RECORDS START
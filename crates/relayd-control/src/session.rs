//! Per-client control session: authenticate, provision tunnels, relay heartbeats,
//! and clean up on disconnect.

use std::net::SocketAddr;
use std::sync::Arc;
use std::time::Duration;

use relayd_db::{Client as DbClient, Repository, Tunnel as DbTunnel};
use relayd_mux::MuxSession;
use relayd_proto::{CodecError, ControlCodec, ControlMessage, ErrorCode, MessageType, TunnelRequestPayload};
use relayd_registry::{PortAllocator, Registry, TunnelBinding};
use tokio::net::tcp::{OwnedReadHalf, OwnedWriteHalf};
use tokio::net::{TcpListener, TcpStream};
use tokio::sync::Mutex;
use tokio::time::timeout;
use tracing::{debug, error, info, warn};
use uuid::Uuid;

use crate::error::{ControlSessionError, MuxBrokerError};

#[derive(Debug, Clone)]
pub struct ControlSessionConfig {
    pub server_domain: String,
    pub auth_timeout: Duration,
    pub heartbeat_idle_timeout: Duration,
    pub mux_accept_timeout: Duration,
}

impl Default for ControlSessionConfig {
    fn default() -> Self {
        Self {
            server_domain: "tunnel.local".to_string(),
            auth_timeout: Duration::from_secs(30),
            heartbeat_idle_timeout: Duration::from_secs(60),
            mux_accept_timeout: Duration::from_secs(30),
        }
    }
}

type SharedWriter = Arc<Mutex<OwnedWriteHalf>>;

async fn send(writer: &SharedWriter, msg: &ControlMessage) -> Result<(), CodecError> {
    let mut guard = writer.lock().await;
    ControlCodec::write(&mut *guard, msg).await
}

/// Drives one client connection end to end: authenticate, serve tunnel requests and
/// heartbeats until disconnect, then clean up everything the client owned.
pub async fn run(
    stream: TcpStream,
    peer_addr: SocketAddr,
    repository: Arc<dyn Repository>,
    registry: Arc<Registry>,
    port_allocator: Arc<PortAllocator>,
    config: ControlSessionConfig,
) {
    let (mut reader, writer) = stream.into_split();
    let writer: SharedWriter = Arc::new(Mutex::new(writer));

    let client = match authenticate(&mut reader, &writer, &repository, config.auth_timeout).await {
        Ok(client) => client,
        Err(e) => {
            debug!(%peer_addr, error = %e, "control session authentication failed");
            return;
        }
    };

    info!(client_id = %client.id, %peer_addr, "client authenticated");

    run_ready_loop(reader, writer, &client, &repository, &registry, &port_allocator, &config).await;

    cleanup_client(&client.id, &repository, &registry).await;
}

async fn authenticate(
    reader: &mut OwnedReadHalf,
    writer: &SharedWriter,
    repository: &Arc<dyn Repository>,
    auth_timeout: Duration,
) -> Result<DbClient, ControlSessionError> {
    let msg = timeout(auth_timeout, ControlCodec::read(reader))
        .await
        .map_err(|_| ControlSessionError::AuthTimeout)??;

    if msg.message_type != MessageType::Auth {
        send(
            writer,
            &ControlMessage::error(msg.request_id.clone(), ErrorCode::InvalidMessage, "expected auth message"),
        )
        .await
        .ok();
        return Err(ControlSessionError::InvalidToken);
    }

    let token = msg.payload_str("token").unwrap_or_default();
    if token.is_empty() {
        send(writer, &ControlMessage::auth_response_failed(msg.request_id, ErrorCode::InvalidToken, "missing token"))
            .await
            .ok();
        return Err(ControlSessionError::InvalidToken);
    }

    let found = repository.get_client_by_token(token).await?;

    let client = match found {
        Some(client) if client.is_active() => client,
        Some(_) => {
            send(
                writer,
                &ControlMessage::auth_response_failed(msg.request_id, ErrorCode::AuthFailed, "account is not active"),
            )
            .await
            .ok();
            return Err(ControlSessionError::ClientInactive);
        }
        None => {
            send(writer, &ControlMessage::auth_response_failed(msg.request_id, ErrorCode::AuthFailed, "unknown token"))
                .await
                .ok();
            return Err(ControlSessionError::AuthFailed);
        }
    };

    send(writer, &ControlMessage::auth_response_ok(msg.request_id, &client.id)).await?;
    Ok(client)
}

/// Serves requests until the client disconnects, a read fails, or no message of any
/// kind (heartbeat or otherwise) arrives within the idle window.
async fn run_ready_loop(
    mut reader: OwnedReadHalf,
    writer: SharedWriter,
    client: &DbClient,
    repository: &Arc<dyn Repository>,
    registry: &Arc<Registry>,
    port_allocator: &Arc<PortAllocator>,
    config: &ControlSessionConfig,
) {
    loop {
        let idle = tokio::time::sleep(config.heartbeat_idle_timeout);
        tokio::pin!(idle);

        tokio::select! {
            _ = &mut idle => {
                warn!(client_id = %client.id, "no activity within the idle window, closing session");
                return;
            }
            read_result = ControlCodec::read(&mut reader) => {
                let msg = match read_result {
                    Ok(msg) => msg,
                    Err(CodecError::ConnectionClosed) => {
                        debug!(client_id = %client.id, "client disconnected");
                        return;
                    }
                    Err(e) => {
                        warn!(client_id = %client.id, error = %e, "control read failed, closing session");
                        return;
                    }
                };

                match msg.message_type {
                    MessageType::Heartbeat => {
                        if let Err(e) = send(&writer, &ControlMessage::heartbeat(msg.request_id)).await {
                            warn!(client_id = %client.id, error = %e, "failed to answer heartbeat, closing session");
                            return;
                        }
                    }
                    MessageType::TunnelRequest | MessageType::TcpRequest | MessageType::GrpcRequest => {
                        if provision_tunnel(&msg, client, repository, registry, port_allocator, &writer, config)
                            .await
                            .is_err()
                        {
                            return;
                        }
                    }
                    MessageType::CloseConnection => {
                        if let Some(tunnel_id) = msg.payload_str("tunnel_id") {
                            registry.unregister(tunnel_id);
                            if let Err(e) = repository.close_tunnel(tunnel_id).await {
                                warn!(tunnel_id, error = %e, "failed to mark tunnel closed in repository");
                            }
                        }
                    }
                    other => {
                        debug!(client_id = %client.id, ?other, "unexpected message type in ready state");
                        send(&writer, &ControlMessage::error(msg.request_id, ErrorCode::InvalidMessage, "unexpected message type"))
                            .await
                            .ok();
                    }
                }
            }
        }
    }
}

/// Implements the provisioning contract: validate, check the allowlist, check
/// subdomain uniqueness, allocate identity/port, persist, register, respond, and
/// spawn mux establishment. Returns `Err` only when the response itself could not be
/// delivered, since that is the one failure the caller must treat as fatal to the
/// whole session; every other rejection is reported to the client as an `error`
/// message and the session continues.
async fn provision_tunnel(
    msg: &ControlMessage,
    client: &DbClient,
    repository: &Arc<dyn Repository>,
    registry: &Arc<Registry>,
    port_allocator: &Arc<PortAllocator>,
    writer: &SharedWriter,
    config: &ControlSessionConfig,
) -> Result<(), ()> {
    let request_id = msg.request_id.clone();

    let payload = match TunnelRequestPayload::from_message(msg) {
        Some(payload) => payload,
        None => {
            send(writer, &ControlMessage::error(request_id, ErrorCode::InvalidMessage, "malformed tunnel request"))
                .await
                .ok();
            return Ok(());
        }
    };

    if payload.protocol.is_http_family() && !client.allowed_subdomains.is_empty() {
        let subdomain = payload.subdomain.as_deref().unwrap_or_default();
        if !client.allowed_subdomains.contains(subdomain) {
            send(writer, &ControlMessage::error(request_id, ErrorCode::InvalidRequest, "subdomain not in allowlist"))
                .await
                .ok();
            return Ok(());
        }
    }

    if let Some(subdomain) = &payload.subdomain {
        match repository.get_tunnel_by_subdomain(subdomain).await {
            Ok(Some(_)) => {
                send(writer, &ControlMessage::error(request_id, ErrorCode::SubdomainTaken, "subdomain already in use"))
                    .await
                    .ok();
                return Ok(());
            }
            Ok(None) => {}
            Err(e) => {
                error!(error = %e, "repository lookup failed while checking subdomain uniqueness");
                send(writer, &ControlMessage::error(request_id, ErrorCode::InternalError, "internal error"))
                    .await
                    .ok();
                return Ok(());
            }
        }
    }

    let tunnel_id = Uuid::new_v4().to_string();

    let (public_url, public_port) = if payload.protocol.is_http_family() {
        let subdomain = payload.subdomain.as_deref().unwrap_or_default();
        (Some(format!("https://{subdomain}.{}", config.server_domain)), None)
    } else {
        match port_allocator.allocate(registry, payload.public_port) {
            Ok(port) => (None, Some(port)),
            Err(e) => {
                warn!(error = %e, "port allocation failed");
                send(writer, &ControlMessage::error(request_id, ErrorCode::PortAllocationFailed, "no ports available"))
                    .await
                    .ok();
                return Ok(());
            }
        }
    };

    let db_tunnel = DbTunnel {
        id: tunnel_id.clone(),
        client_id: client.id.clone(),
        subdomain: payload.subdomain.clone(),
        protocol: payload.protocol.as_str().to_string(),
        local_host: payload.local_host.clone(),
        local_port: payload.local_port,
        public_url: public_url.clone(),
        public_port,
        status: "active".to_string(),
    };

    if let Err(e) = repository.create_tunnel(&db_tunnel).await {
        error!(error = %e, "failed to persist tunnel");
        send(writer, &ControlMessage::error(request_id, ErrorCode::InternalError, "internal error"))
            .await
            .ok();
        return Ok(());
    }

    let binding = Arc::new(TunnelBinding::new(
        tunnel_id.clone(),
        client.id.clone(),
        payload.subdomain.clone(),
        public_port,
        payload.protocol,
    ));

    if let Err(e) = registry.register(binding) {
        warn!(error = %e, "registry rejected the binding after a successful repository write, rolling back");
        if let Err(e) = repository.close_tunnel(&tunnel_id).await {
            warn!(error = %e, "failed to roll back repository row after registration failure");
        }
        send(writer, &ControlMessage::error(request_id, ErrorCode::RegistrationFailed, "registration failed"))
            .await
            .ok();
        return Ok(());
    }

    let response_type = msg
        .message_type
        .response_type()
        .expect("tunnel/tcp/grpc requests all have a matching response type");
    let response = ControlMessage::tunnel_response(request_id, response_type, &tunnel_id, public_url.as_deref(), public_port);

    if let Err(e) = send(writer, &response).await {
        warn!(error = %e, "failed to deliver tunnel response, tearing down and closing session");
        registry.unregister(&tunnel_id);
        repository.close_tunnel(&tunnel_id).await.ok();
        return Err(());
    }

    spawn_mux_establishment(tunnel_id, registry.clone(), writer.clone(), config.mux_accept_timeout);

    Ok(())
}

fn spawn_mux_establishment(tunnel_id: String, registry: Arc<Registry>, writer: SharedWriter, accept_timeout: Duration) {
    tokio::spawn(async move {
        if let Err(e) = establish_mux(&tunnel_id, &registry, &writer, accept_timeout).await {
            warn!(tunnel_id, error = %e, "mux establishment failed, tearing down tunnel");
            registry.unregister(&tunnel_id);
        }
    });
}

/// Implements the mux broker handshake (binds an ephemeral listener, tells the client
/// where to connect, accepts exactly one connection, and attaches it to the binding).
async fn establish_mux(
    tunnel_id: &str,
    registry: &Arc<Registry>,
    writer: &SharedWriter,
    accept_timeout: Duration,
) -> Result<(), MuxBrokerError> {
    let listener = TcpListener::bind("0.0.0.0:0").await?;
    let local_addr = listener.local_addr()?;

    let request_id = Uuid::new_v4().to_string();
    send(
        writer,
        &ControlMessage::new_connection(request_id, tunnel_id, local_addr.port(), &local_addr.ip().to_string()),
    )
    .await?;

    let (socket, _) = timeout(accept_timeout, listener.accept())
        .await
        .map_err(|_| MuxBrokerError::AcceptTimeout)??;

    let session = Arc::new(MuxSession::new(socket));
    registry.set_mux_session(tunnel_id, session)?;

    debug!(tunnel_id, "mux session established");
    Ok(())
}

/// Unregisters every binding the client owns and marks its durable rows closed.
/// Idempotent: calling this again for a client with nothing left to clean up is a
/// no-op. Does not wait for in-flight forwarding tasks to drain — closing each mux
/// session EOFs them and they exit on their own.
pub async fn cleanup_client(client_id: &str, repository: &Arc<dyn Repository>, registry: &Arc<Registry>) {
    let bindings = registry.get_by_client(client_id);
    for binding in &bindings {
        registry.unregister(&binding.tunnel_id);
    }

    match repository.get_active_tunnels_by_client(client_id).await {
        Ok(tunnels) => {
            for tunnel in tunnels {
                if let Err(e) = repository.close_tunnel(&tunnel.id).await {
                    warn!(client_id, tunnel_id = %tunnel.id, error = %e, "failed to close tunnel row during cleanup");
                }
            }
        }
        Err(e) => warn!(client_id, error = %e, "failed to enumerate active tunnels during cleanup"),
    }

    info!(client_id, tunnels_closed = bindings.len(), "client session cleaned up");
}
RECORDS END
**TASK OBJECTIVE**
Which lines of the records above contain the word "TunnelBinding"? Copy each of them.

**RESULT FOR THIS TASK**
use relayd_registry::{PortAllocator, Registry, TunnelBinding};
    let binding = Arc::new(TunnelBinding::new(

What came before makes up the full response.